Well, its an example in the text  Its's just not a very polite thing tio say. Like I wouldnt walk up to someone in NYC and say" Hello there u big Yank, How are u? "
 lol


----------



## Gabrielaa

In Argentina, we call Spaniards "gallegos" in an almost loving way (most people here descends from Spanish people). But as far as I know, this modism is used only in our country, and we're concious that Galicia is just a Spanish province....


----------



## LangueLover

Thankyou for your suggestions Gabriellaa. The passage I am translating talks about Victoria Ocampo saying (jokingly) that her father did not like the idea of her marrying a 'gallego' 'Franchute or 'gringo' ?

Jajaja...its rather confusing!


----------



## Whisky con ron

I think your interpretation of the use of the word "gallego" in your original text is correct, langue. I have never heard an equivalent term in English (like "frog" or "roast beef", for instance).


----------



## Gabrielaa

LangueLover said:


> Thankyou for your suggestions Gabriellaa. The passage I am translating talks about Victoria Ocampo saying (jokingly) that her father did not like the idea of her marrying a 'gallego' 'Franchute or 'gringo' ?
> 
> Jajaja...its rather confusing!


 
That's very Argentinian!!! Her father did not like the idea of her marrying a Spaniard, a French or an American...


----------



## lapachis8

Hi,
The derogative word for Spaniard in Mexico is gachupín.
You are confused, because each Spanish speaking country in Latin America has a different relationship with Spain, in terms of history and how they relate to Spain.
I don´t know in other Spanish speaking countries, but in Mexico, people tell jokes on gallegos (but not Catalan or Basque or any other Spanish province), the same way Brits do with the Irish, the French with the Belgians or Brazilians with Portuguese. 
In Cuba, Spaniards are mainly called gallego /a, as well.
cheers


----------



## LangueLover

Segun un diccionario...

Francute=French man= (a 'froggy')
gringo=American="Yankie"

Muchas Gracias!!


----------



## Whisky con ron

Gabrielaa said:


> In Argentina, we call Spaniards "gallegos" in an almost loving way (most people here descends from Spanish people).


 
Nice try but I am going to have to disagree.... "Gallegos" is used in a derogative way to refer to Spanish people. Sooo many Gallegos-not-being-too-clever jokes to pretend it's all a bit of love.. 




Gabrielaa said:


> But as far as I know, this modism is used only in our country.


Again, sorry, no. It's quite common accross LA.


----------



## parknmart

The word that is very insulting/derogatory is ''spic'' which is used for everyone that speaks Spanish or just sounds like it. I imagine every culture has some resentment against another. C'est la vie. 

British people view ''Yank'' as an insult but most Americans wouldn't consider it one because there is a baseball team by that name in the USA.


----------



## Whisky con ron

Spic! Todos los días se aprende algo nuevo, gracias parknmart. 

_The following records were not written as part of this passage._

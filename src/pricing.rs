//! Pricing
//!
//! Prices are kept as exact decimals so the minimum price check never trips
//! over float rounding. They are shown as US dollars.

use rust_decimal::Decimal;
use rusty_money::{Money, iso};
use thiserror::Error;

/// Errors that can occur while reading a price typed into a form.
#[derive(Debug, Error, PartialEq, Eq)]
pub enum PriceError {
    /// Nothing was entered.
    #[error("price is required")]
    Empty,

    /// The value is not a decimal number.
    #[error("price is not a number: {0:?}")]
    NotNumeric(String),
}

/// Parse a price as typed by the user (e.g. `"75"` or `"49.99"`).
///
/// # Errors
///
/// - [`PriceError::Empty`]: the value is blank.
/// - [`PriceError::NotNumeric`]: the value is not a plain decimal number, or
///   has more digits than a [`Decimal`] holds exactly.
pub fn parse_price(value: &str) -> Result<Decimal, PriceError> {
    let trimmed = value.trim();

    if trimmed.is_empty() {
        return Err(PriceError::Empty);
    }

    Decimal::from_str_exact(trimmed)
        .map_err(|_err| PriceError::NotNumeric(value.to_string()))
}

/// Format a price for display, e.g. `$75.00`.
pub fn format_price(price: Decimal) -> String {
    Money::from_decimal(price, iso::USD).to_string()
}

#[cfg(test)]
mod tests {
    use testresult::TestResult;

    use super::*;

    #[test]
    fn parse_price_accepts_integers_and_decimals() -> TestResult {
        assert_eq!(parse_price("75")?, Decimal::new(75, 0));
        assert_eq!(parse_price(" 49.99 ")?, Decimal::new(4999, 2));

        Ok(())
    }

    #[test]
    fn parse_price_rejects_blank() {
        assert_eq!(parse_price("   "), Err(PriceError::Empty));
    }

    #[test]
    fn parse_price_rejects_non_numeric() {
        for bad in ["abc", "12abc", "$50", "NaN"] {
            assert!(
                matches!(parse_price(bad), Err(PriceError::NotNumeric(_))),
                "{bad:?} should not parse"
            );
        }
    }

    #[test]
    fn parse_price_refuses_to_round() {
        let result = parse_price("49.99999999999999999999999999999");

        assert!(
            matches!(result, Err(PriceError::NotNumeric(_))),
            "unexpected parse: {result:?}"
        );
    }

    #[test]
    fn format_price_renders_money() {
        let formatted = format_price(Decimal::new(75, 0));

        assert!(formatted.contains("75"), "unexpected format: {formatted}");
    }
}
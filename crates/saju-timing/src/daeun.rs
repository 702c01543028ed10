//! 대운(大運) 조회.

use saju_core::{ChartInput, DaeunCycle};

/// 나이가 속한 대운 주기. 대운 목록이 없거나 어느 구간에도 속하지 않으면 `None`.
///
/// 구간은 양 끝을 포함합니다. 목록은 [`ChartInput::validate`]로 검증된 것으로 가정합니다.
pub fn daeun_stage_for(chart: &ChartInput, age: u32) -> Option<&DaeunCycle> {
    chart
        .daeun
        .as_deref()?
        .iter()
        .find(|cycle| cycle.contains(age))
}
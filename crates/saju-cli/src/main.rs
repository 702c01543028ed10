//! 사주 시기 예측 CLI.
//!
//! # 사용 예시
//!
//! ```bash
//! # 2024년 2월 직업운 점수
//! saju score -c config/sample_chart.json -e career -y 2024 -m 2
//!
//! # 2024~2028년 결혼 최적 기간 상위 5개 (연도별 병렬 스캔)
//! saju rank -c config/sample_chart.json -e marriage -f 2024 -t 2028 --top 5 --parallel
//!
//! # 날짜의 사주 간지
//! saju ganji -d 1990-03-10 --hour 14
//! ```

use anyhow::{Context, Result};
use clap::{Parser, Subcommand};
use saju_core::{init_logging, AppConfig, LogConfig, YearRange};
use saju_timing::RankOptions;
use tracing::debug;

use saju_cli::commands::ganji::{run_ganji, GanjiConfig};
use saju_cli::commands::rank::{run_rank, RankConfig};
use saju_cli::commands::score::{run_score, ScoreConfig};
use saju_cli::commands::{load_chart, parse_date, parse_event, OutputFormat};

#[derive(Parser)]
#[command(name = "saju")]
#[command(about = "사주 이벤트 시기 예측 엔진 CLI", long_about = None)]
#[command(version)]
struct Cli {
    /// 설정 파일
    #[arg(long, global = true, default_value = "config/default.toml")]
    config: String,

    #[command(subcommand)]
    command: Commands,
}

#[derive(Subcommand)]
enum Commands {
    /// 월별 시기 점수 조회
    Score {
        /// 명식 JSON 파일
        #[arg(short, long)]
        chart: String,

        /// 이벤트 유형 (marriage, career, investment, move, study, health, relationship)
        #[arg(short, long)]
        event: String,

        /// 연도
        #[arg(short, long)]
        year: i32,

        /// 월 (1~12)
        #[arg(short, long)]
        month: u32,

        /// 대운 조회 나이 (기본: 연도 차이)
        #[arg(long)]
        age: Option<u32>,

        /// 2차 진행 단계 생략
        #[arg(long, default_value = "false")]
        no_progressions: bool,

        /// 절기 단계 생략
        #[arg(long, default_value = "false")]
        no_solar_terms: bool,

        /// 지지 관계를 연지 기준으로 계산
        #[arg(long, default_value = "false")]
        year_branch: bool,

        /// 출력 형식 (table, json)
        #[arg(long, default_value = "table")]
        format: String,
    },

    /// 최적 기간 순위
    Rank {
        /// 명식 JSON 파일
        #[arg(short, long)]
        chart: String,

        /// 이벤트 유형
        #[arg(short, long)]
        event: String,

        /// 시작 연도
        #[arg(short = 'f', long)]
        from: i32,

        /// 종료 연도
        #[arg(short, long)]
        to: i32,

        /// 기간 포함 임계 점수 (기본: 설정 파일)
        #[arg(long)]
        threshold: Option<i32>,

        /// 최대 결과 수 (0 = 무제한, 기본: 설정 파일)
        #[arg(long)]
        top: Option<usize>,

        /// 연도별 병렬 스캔
        #[arg(long, default_value = "false")]
        parallel: bool,

        /// 2차 진행 단계 생략
        #[arg(long, default_value = "false")]
        no_progressions: bool,

        /// 절기 단계 생략
        #[arg(long, default_value = "false")]
        no_solar_terms: bool,

        /// 출력 형식 (table, json)
        #[arg(long, default_value = "table")]
        format: String,
    },

    /// 날짜의 사주 간지 조회
    Ganji {
        /// 날짜 (YYYY-MM-DD)
        #[arg(short, long)]
        date: String,

        /// 시 (0~23)
        #[arg(long)]
        hour: Option<u32>,

        /// 출력 형식 (table, json)
        #[arg(long, default_value = "table")]
        format: String,
    },
}

#[tokio::main]
async fn main() -> Result<()> {
    dotenvy::dotenv().ok();

    let cli = Cli::parse();

    let config = AppConfig::load(&cli.config)
        .with_context(|| format!("Failed to load config: {}", cli.config))?;
    init_logging(LogConfig::from_config(&config.logging))
        .map_err(|e| anyhow::anyhow!("Failed to initialize logging: {}", e))?;
    debug!(path = %cli.config, "Config loaded");

    match cli.command {
        Commands::Score {
            chart,
            event,
            year,
            month,
            age,
            no_progressions,
            no_solar_terms,
            year_branch,
            format,
        } => {
            let config_score = ScoreConfig {
                chart: load_chart(&chart)?,
                event: parse_event(&event)?,
                year,
                month,
                age,
                use_progressions: !no_progressions,
                use_solar_terms: !no_solar_terms,
                year_branch,
                format: OutputFormat::parse(&format)?,
            };
            run_score(config_score, config.scoring)?;
        }

        Commands::Rank {
            chart,
            event,
            from,
            to,
            threshold,
            top,
            parallel,
            no_progressions,
            no_solar_terms,
            format,
        } => {
            let mut options = RankOptions::from(&config.ranking);
            if let Some(threshold) = threshold {
                options = options.with_threshold(threshold);
            }
            if let Some(top) = top {
                options = options.with_top_n(top);
            }
            options.score_options.use_progressions = !no_progressions;
            options.score_options.use_solar_terms = !no_solar_terms;

            let rank_config = RankConfig {
                chart: load_chart(&chart)?,
                event: parse_event(&event)?,
                range: YearRange::new(from, to),
                options,
                parallel,
                format: OutputFormat::parse(&format)?,
            };
            run_rank(rank_config, config.scoring).await?;
        }

        Commands::Ganji { date, hour, format } => {
            run_ganji(GanjiConfig {
                date: parse_date(&date)?,
                hour,
                format: OutputFormat::parse(&format)?,
            })?;
        }
    }

    Ok(())
}
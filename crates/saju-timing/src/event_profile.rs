//! 이벤트 유형별 선호 프로필.
//!
//! 각 이벤트 유형마다 유리/불리한 십신, 유리/불리한 십이운성, 유리한 오행과
//! 2차 진행 세부 규칙(금성 궁/하우스, 태양 하우스, 달 위상)을 정의하는 정적 표입니다.
//! 프로세스 전역에서 읽기 전용으로 사용합니다.

use saju_core::{Element, ElementSet, EventType, Sibsin, TwelveStage};

use crate::progression::{MoonPhase, ZodiacSign};

/// 이벤트 선호 프로필.
#[derive(Debug, Clone, PartialEq)]
pub struct EventProfile {
    pub event: EventType,
    pub favorable_sibsin: &'static [Sibsin],
    pub avoid_sibsin: &'static [Sibsin],
    pub favorable_stages: &'static [TwelveStage],
    pub avoid_stages: &'static [TwelveStage],
    pub favorable_elements: ElementSet,
    /// 유리한 진행 금성 궁
    pub venus_signs: &'static [ZodiacSign],
    /// 유리한 진행 금성 하우스
    pub venus_houses: &'static [u8],
    /// 유리한 진행 태양 하우스
    pub sun_houses: &'static [u8],
    /// 유리한 진행 달 위상
    pub moon_phases: &'static [MoonPhase],
}

impl EventProfile {
    pub fn favors_sibsin(&self, sibsin: Sibsin) -> bool {
        self.favorable_sibsin.contains(&sibsin)
    }

    pub fn avoids_sibsin(&self, sibsin: Sibsin) -> bool {
        self.avoid_sibsin.contains(&sibsin)
    }

    pub fn favors_stage(&self, stage: TwelveStage) -> bool {
        self.favorable_stages.contains(&stage)
    }

    pub fn avoids_stage(&self, stage: TwelveStage) -> bool {
        self.avoid_stages.contains(&stage)
    }

    pub fn favors_element(&self, element: Element) -> bool {
        self.favorable_elements.contains(element)
    }
}

use Sibsin::*;
use TwelveStage as Ts;

const ROMANTIC_VENUS_SIGNS: &[ZodiacSign] =
    &[ZodiacSign::Taurus, ZodiacSign::Libra, ZodiacSign::Pisces];

static PROFILES: [EventProfile; 7] = [
    EventProfile {
        event: EventType::Marriage,
        favorable_sibsin: &[Jeongjae, Jeonggwan, Siksin, Jeongin],
        avoid_sibsin: &[Geopjae, Sanggwan, Pyeongwan],
        favorable_stages: &[Ts::Jangsaeng, Ts::Gwandae, Ts::Geonrok, Ts::Jewang],
        avoid_stages: &[Ts::Sa, Ts::Myo, Ts::Jeol],
        favorable_elements: ElementSet::of(&[Element::Fire, Element::Wood]),
        venus_signs: ROMANTIC_VENUS_SIGNS,
        venus_houses: &[7],
        sun_houses: &[],
        moon_phases: &[MoonPhase::Full],
    },
    EventProfile {
        event: EventType::Career,
        favorable_sibsin: &[Jeonggwan, Pyeongwan, Jeongin],
        avoid_sibsin: &[Sanggwan, Geopjae],
        favorable_stages: &[Ts::Gwandae, Ts::Geonrok, Ts::Jewang],
        avoid_stages: &[Ts::Byeong, Ts::Sa, Ts::Jeol],
        favorable_elements: ElementSet::of(&[Element::Wood, Element::Fire]),
        venus_signs: &[],
        venus_houses: &[],
        sun_houses: &[10],
        moon_phases: &[MoonPhase::FirstQuarter],
    },
    EventProfile {
        event: EventType::Investment,
        favorable_sibsin: &[Jeongjae, Pyeonjae, Siksin],
        avoid_sibsin: &[Geopjae, Bigyeon],
        favorable_stages: &[Ts::Geonrok, Ts::Jewang, Ts::Jangsaeng],
        avoid_stages: &[Ts::Soe, Ts::Byeong, Ts::Sa, Ts::Jeol],
        favorable_elements: ElementSet::of(&[Element::Metal, Element::Water]),
        venus_signs: &[],
        venus_houses: &[2],
        sun_houses: &[2],
        moon_phases: &[MoonPhase::WaxingCrescent],
    },
    EventProfile {
        event: EventType::Move,
        favorable_sibsin: &[Pyeonjae, Siksin, Pyeonin],
        avoid_sibsin: &[Pyeongwan, Geopjae],
        favorable_stages: &[Ts::Jangsaeng, Ts::Gwandae, Ts::Tae],
        avoid_stages: &[Ts::Myo, Ts::Sa],
        favorable_elements: ElementSet::of(&[Element::Wood, Element::Water]),
        venus_signs: &[],
        venus_houses: &[],
        sun_houses: &[4],
        moon_phases: &[MoonPhase::New],
    },
    EventProfile {
        event: EventType::Study,
        favorable_sibsin: &[Jeongin, Pyeonin, Siksin],
        avoid_sibsin: &[Pyeonjae, Jeongjae],
        favorable_stages: &[Ts::Jangsaeng, Ts::Gwandae, Ts::Yang],
        avoid_stages: &[Ts::Sa, Ts::Jeol],
        favorable_elements: ElementSet::of(&[Element::Water, Element::Wood]),
        venus_signs: &[],
        venus_houses: &[],
        sun_houses: &[9],
        moon_phases: &[MoonPhase::WaxingCrescent],
    },
    EventProfile {
        event: EventType::Health,
        favorable_sibsin: &[Jeongin, Bigyeon, Siksin],
        avoid_sibsin: &[Pyeongwan, Sanggwan],
        favorable_stages: &[Ts::Jangsaeng, Ts::Geonrok, Ts::Jewang],
        avoid_stages: &[Ts::Byeong, Ts::Sa, Ts::Myo, Ts::Jeol],
        favorable_elements: ElementSet::of(&[Element::Earth, Element::Water]),
        venus_signs: &[],
        venus_houses: &[],
        sun_houses: &[6],
        moon_phases: &[],
    },
    EventProfile {
        event: EventType::Relationship,
        favorable_sibsin: &[Jeongjae, Pyeonjae, Jeonggwan, Siksin],
        avoid_sibsin: &[Geopjae, Sanggwan],
        favorable_stages: &[Ts::Jangsaeng, Ts::Mogyok, Ts::Gwandae],
        avoid_stages: &[Ts::Sa, Ts::Jeol],
        favorable_elements: ElementSet::of(&[Element::Fire, Element::Earth]),
        venus_signs: ROMANTIC_VENUS_SIGNS,
        venus_houses: &[5],
        sun_houses: &[],
        moon_phases: &[MoonPhase::WaxingGibbous, MoonPhase::Full],
    },
];

/// 이벤트 유형의 프로필.
pub fn profile_for(event: EventType) -> &'static EventProfile {
    let index = match event {
        EventType::Marriage => 0,
        EventType::Career => 1,
        EventType::Investment => 2,
        EventType::Move => 3,
        EventType::Study => 4,
        EventType::Health => 5,
        EventType::Relationship => 6,
    };
    &PROFILES[index]
}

Encontré este artículo sobre el origen de la palabra y todo, si están interesados

http://kpearson.faculty.tcnj.edu/Dictionary/spic.htm


----------



## lapachis8

parknmart said:


> The word that is very insulting/derogatory is ''spic'' which is used for everyone that speaks Spanish or just sounds like it.
> 
> 
> Some Spanish friends lived in L.A. They were white and blond and were never called spic. Spic is applied not to Spanish speaking people in general (white, blond Spaniards included) but to immigrants from Latin America who are not white nor blond.
> In the U.S. people from Spain curiously enough, are not considered Hispanic or Latin, they are Spaniards.
> cheers


----------



## Manuel G. Rey

'Gallego' was also used in Cuba to refer to all Spanish people. The reason is that most Spanish emigration had this origin. 
From the Britannica:
"_Spanish  *peninsular* , plural  *peninsulares* , also called  *gachupín* , or  *chapetón* _ any of the colonial residents of Latin America from the 16th through the early 19th century who had been born in Spain. The name refers to the Iberian Peninsula. Among the American-born in Mexico the peninsulars were contemptuously called _gachupines_ (“those with spurs”) and in South America, _chapetones_ (“tenderfeet”)."
Actually, I don't agree with 'tenderfeet' as translation for 'chapetones'. 
'Chapetones' is likely to refer to the fact that Spanish people had the cheeks flushed with pink 'chapas' contrasting with the natives, which had 'leather' skin (piel cetrina).
Even in the Spanish Canary Islands, Spanish people from the Península are called 'godos'.


----------



## alexacohen

Hola:
"Gallego" is used as a derogative word (the real meaning being person born in Galicia) because something like the Irish famine happened in Galicia a long time ago.
Of course most people from Galicia chose to emigrate rather than to die, and of course the people forced to emigrate were the ones who had nothing at all: no education, no skills, no intelligence, no culture, and who usually could not read or write. 
So the word "gallego" ended up meaning stupid person. 
Of course many gallegos who emigrated were neither ignorant nor illiterate, but the sad truth is that a lot of them were so.
Alexa


----------



## Guido K

I would say "100% manolo" or simply "manolo/s". Hehe

Gringo: 1. Méx. American
          2. Arg. Blonde and white person wherever they are
          3. Bra. Foreigner no matter if white, black or dark


----------



## Kialaya

Well, I will add the equivalents in Spain just so that we share more information and learn from each other. In Spain we also call a french person "franchute", and "yankie" for americans. But the really common word for referring to anybody from outside, specially in the Mediterranean coasts were we have a lot of tourists is "guiri". We use this word to refer to anybody that seems clearly a tourist or a person that has come to live here and come from other countries. most commonly used for brits (people from Britain).  It is mostly derogative but not neccessarily. Depends on the way you say it and the adjectives you add after it.  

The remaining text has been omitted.